5
$\begingroup$

I'm currently working on some universal algebra using proper classes (in MK class theory), and I repeatedly run into situations where I want to collect together some proper classes as the members of a new algebraic structure.

For example, the construction given here yields a bunch of equivalence classes $\equiv/(m_0,m_1)$ for $(m_0,m_1)\in\mathbb{M}^2$, and if $\mathbb{M}$ is a proper class then each of these equivalence classes is a proper class. Despite this we would like to treat $\mathbb{M}^2/\equiv$ as a group, so to get around the problem we can technically collect together one representative from each equivalence class and be good to go with the class of representatives serving as the new group.
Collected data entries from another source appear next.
//! Error types for the MultiFlexi reconciler.
//!
//! This module provides the error hierarchy for every stage of a run:
//! configuration, parameter validation and the backend transports.
//! A remote "not found" answer is deliberately absent from this hierarchy; it is
//! modelled as [`crate::transport::Lookup::NotFound`].

use std::path::PathBuf;
use thiserror::Error;

/// The main error type for the MultiFlexi reconciler.
#[derive(Debug, Error)]
pub enum MultiflexiError {
    /// Configuration-related errors.
    #[error("Configuration error: {0}")]
    Config(#[from] ConfigError),

    /// Invalid or missing parameters for the requested operation.
    #[error("Validation error: {0}")]
    Validation(#[from] ValidationError),

    /// Errors reported by the remote backend or the transport reaching it.
    #[error("{0}")]
    Backend(#[from] BackendError),

    /// IO errors.
    #[error("IO error: {0}")]
    Io(#[from] std::io::Error),

    /// Generic internal error.
    #[error("Internal error: {0}")]
    Internal(String),
}

/// Configuration-related errors.
#[derive(Debug, Error)]
pub enum ConfigError {
    /// The configuration file was not found.
    #[error("Configuration file not found: {path}")]
    FileNotFound {
        /// Path to the missing file.
        path: PathBuf,
    },

    /// The configuration file could not be parsed.
    #[error("Failed to parse configuration: {message}")]
    ParseError {
        /// Description of the parse error.
        message: String,
        /// Optional source location.
        location: Option<String>,
    },

    /// Validation failed.
    #[error("Configuration validation failed: {message}")]
    ValidationError {
        /// Description of the validation error.
        message: String,
        /// Field that failed validation.
        field: Option<String>,
    },

    /// A connection setting required by the selected transport is missing.
    #[error("Missing connection setting '{setting}' for {transport} transport")]
    MissingConnectionSetting {
        /// Name of the setting.
        setting: String,
        /// Transport that needs it.
        transport: String,
    },
}

/// Parameter validation errors, raised before any backend call is attempted.
#[derive(Debug, Error)]
pub enum ValidationError {
    /// No identity key was supplied where one is required.
    #[error("At least one identity key ({keys}) is required to manage {kind} with state '{state}'")]
    MissingIdentity {
        /// Resource kind.
        kind: String,
        /// Requested state.
        state: String,
        /// Identity keys accepted by the kind.
        keys: String,
    },

    /// A field required for the operation is missing.
    #[error("Field '{field}' is required to {operation} {kind}")]
    MissingField {
        /// Resource kind.
        kind: String,
        /// Operation being attempted.
        operation: String,
        /// Missing field.
        field: String,
    },

    /// An identity key name is not known for the kind.
    #[error("'{key}' is not an identity key of {kind} (expected one of: {expected})")]
    UnknownIdentityKey {
        /// Resource kind.
        kind: String,
        /// Offending key.
        key: String,
        /// Accepted keys.
        expected: String,
    },

    /// The kind cannot be managed through the reconciler.
    #[error("{kind} is not a reconcilable resource; use its dedicated operations instead")]
    NotReconcilable {
        /// Resource kind.
        kind: String,
    },

    /// No desired field was given for a `present` request.
    #[error("No fields to manage for {kind}")]
    NothingToManage {
        /// Resource kind.
        kind: String,
    },

    /// A parameter value is malformed.
    #[error("Invalid value for '{field}': {message}")]
    InvalidValue {
        /// Parameter name.
        field: String,
        /// Description of the problem.
        message: String,
    },
}

/// Errors reported by the remote backend or the transport used to reach it.
///
/// Backend messages are carried verbatim so operators can diagnose remote-side
/// problems without re-running at a higher verbosity.
#[derive(Debug, Error)]
pub enum BackendError {
    /// The API returned a non-success status.
    #[error("MultiFlexi API request failed ({status}): {message}")]
    ApiRequestFailed {
        /// HTTP status code.
        status: u16,
        /// Response body.
        message: String,
    },

    /// Authentication was rejected.
    #[error("Authentication failed: {message}")]
    AuthenticationFailed {
        /// Description of the failure.
        message: String,
    },

    /// Rate limited by the API.
    #[error("Rate limited, retry after {retry_after_secs} seconds")]
    RateLimited {
        /// Seconds to wait before retrying.
        retry_after_secs: u64,
    },

    /// Network or connection error.
    #[error("Network error: {message}")]
    NetworkError {
        /// Description of the network error.
        message: String,
    },

    /// The command-line tool could not be started.
    #[error("Failed to launch {program}: {message}")]
    SpawnFailed {
        /// Program that failed to start.
        program: String,
        /// OS error description.
        message: String,
    },

    /// The command-line tool exited unsuccessfully.
    #[error("multiflexi-cli error: {message}")]
    CommandFailed {
        /// Command line that was run.
        command: String,
        /// Process exit code, if the process was not killed by a signal.
        exit_code: Option<i32>,
        /// Standard error (or standard output when stderr was empty).
        message: String,
    },

    /// The backend answered with something that is not the expected JSON.
    #[error("Invalid response from backend: {message}")]
    InvalidResponse {
        /// Description of the problem.
        message: String,
    },

    /// The transport has no way to perform the request.
    #[error("{operation} is not supported by the {transport} transport")]
    Unsupported {
        /// Transport name.
        transport: String,
        /// Requested operation.
        operation: String,
    },
}

/// Result type alias for reconciler operations.
pub type Result<T> = std::result::Result<T, MultiflexiError>;

impl MultiflexiError {
    /// Creates a new internal error with the given message.
    #[must_use]
    pub fn internal(message: impl Into<String>) -> Self {
        Self::Internal(message.into())
    }

    /// Returns true if this error is retryable.
    #[must_use]
    pub const fn is_retryable(&self) -> bool {
        matches!(
            self,
            Self::Backend(BackendError::RateLimited { .. } | BackendError::NetworkError { .. })
        )
    }

    /// Returns the suggested retry delay in seconds, if applicable.
    #[must_use]
    pub const fn retry_delay_secs(&self) -> Option<u64> {
        match self {
            Self::Backend(BackendError::RateLimited { retry_after_secs }) => Some(*retry_after_secs),
            Self::Backend(BackendError::NetworkError { .. }) => Some(1),
            _ => None,
        }
    }

    /// Returns the backend-supplied return code, if there is one.
    ///
    /// This is the exit code of `multiflexi-cli` or the HTTP status of the API.
    #[must_use]
    pub const fn return_code(&self) -> Option<i32> {
        match self {
            Self::Backend(BackendError::CommandFailed { exit_code, .. }) => *exit_code,
            Self::Backend(BackendError::ApiRequestFailed { status, .. }) => Some(*status as i32),
            _ => None,
        }
    }
}

impl ConfigError {
    /// Creates a validation error for a specific field.
    #[must_use]
    pub fn validation(message: impl Into<String>, field: impl Into<String>) -> Self {
        Self::ValidationError {
            message: message.into(),
            field: Some(field.into()),
        }
    }
}

impl BackendError {
    /// Creates an API error.
    #[must_use]
    pub fn api_error(status: u16, message: impl Into<String>) -> Self {
        Self::ApiRequestFailed {
            status,
            message: message.into(),
        }
    }

    /// Creates a network error.
    #[must_use]
    pub fn network(message: impl Into<String>) -> Self {
        Self::NetworkError {
            message: message.into(),
        }
    }

    /// Creates an invalid-response error.
    #[must_use]
    pub fn invalid_response(message: impl Into<String>) -> Self {
        Self::InvalidResponse {
            message: message.into(),
        }
    }

    /// Creates a command failure.
    #[must_use]
    pub fn command_failed(
        command: impl Into<String>,
        exit_code: Option<i32>,
        message: impl Into<String>,
    ) -> Self {
        Self::CommandFailed {
            command: command.into(),
            exit_code,
            message: message.into(),
        }
    }
}

#[cfg(test)]
mod tests {
    use super::*;

    #[test]
    fn test_return_code_from_command_failure() {
        let err = MultiflexiError::from(BackendError::command_failed(
            "multiflexi-cli company get",
            Some(3),
            "database unavailable",
        ));
        assert_eq!(err.return_code(), Some(3));
        assert_eq!(err.to_string(), "multiflexi-cli error: database unavailable");
    }

    #[test]
    fn test_return_code_from_http_failure() {
        let err = MultiflexiError::from(BackendError::api_error(500, "boom"));
        assert_eq!(err.return_code(), Some(500));
        assert!(err.to_string().contains("boom"));
    }

    #[test]
    fn test_retryable_classification() {
        assert!(MultiflexiError::from(BackendError::network("reset")).is_retryable());
        assert!(!MultiflexiError::from(BackendError::api_error(400, "bad")).is_retryable());
        assert_eq!(
            MultiflexiError::from(BackendError::RateLimited { retry_after_secs: 7 })
                .retry_delay_secs(),
            Some(7)
        );
    }
}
This feels clunky to me from a logical standpoint every time I have to do it, and it makes me wonder if there may be situations where we want to collect up some proper classes which do not admit representatives so simply. Consequently, I would like to add an axiom to MK which allows me to dictate one of two things:

  1. I can collect together proper classes into 'hyper classes' under certain circumstances. This seems like the direct and obvious route at first; it is suggested by Andreas Blass under similar circumstances, however this would require an extension of the formal language of MK to include a relation symbol between proper classes and hyper classes that is not $\in$, and this bothers me. (this may bother me less as I learn more logic/model theory)

  2. Classes which are definable as equivalence classes using the first order language of sets and a relation $\mathcal{R}$ on a class $\mathbb{B}$ (possibly a proper class) are sets.

The second one is more along the lines of what I want, but this form of it is inconsistent. For example, if we let $\mathfrak{G}(O_n)$ be the Grothendieck ring of the ordinals as defined here for $\omega_1$ (just replace $\omega_1$ with $O_n$ in the construction), we technically need to take a quotient of $\mathfrak{G}(O_n)$ by the equivalence relation $$\equiv=\{(\alpha-\beta,\gamma-\zeta):\alpha+\zeta=\gamma+\beta\}$$ to remove extra 'difference representations' of the same element in $\mathfrak{G}(O_n)$. We now have that $\equiv/(\alpha-\beta)$ is a set for any choice of $\alpha,\beta$ under this new axiom, but $$\equiv/(0-0)=\{\alpha-\alpha:\alpha\in O_n\}$$ is trivially in bijection with $O_n$, a proper class.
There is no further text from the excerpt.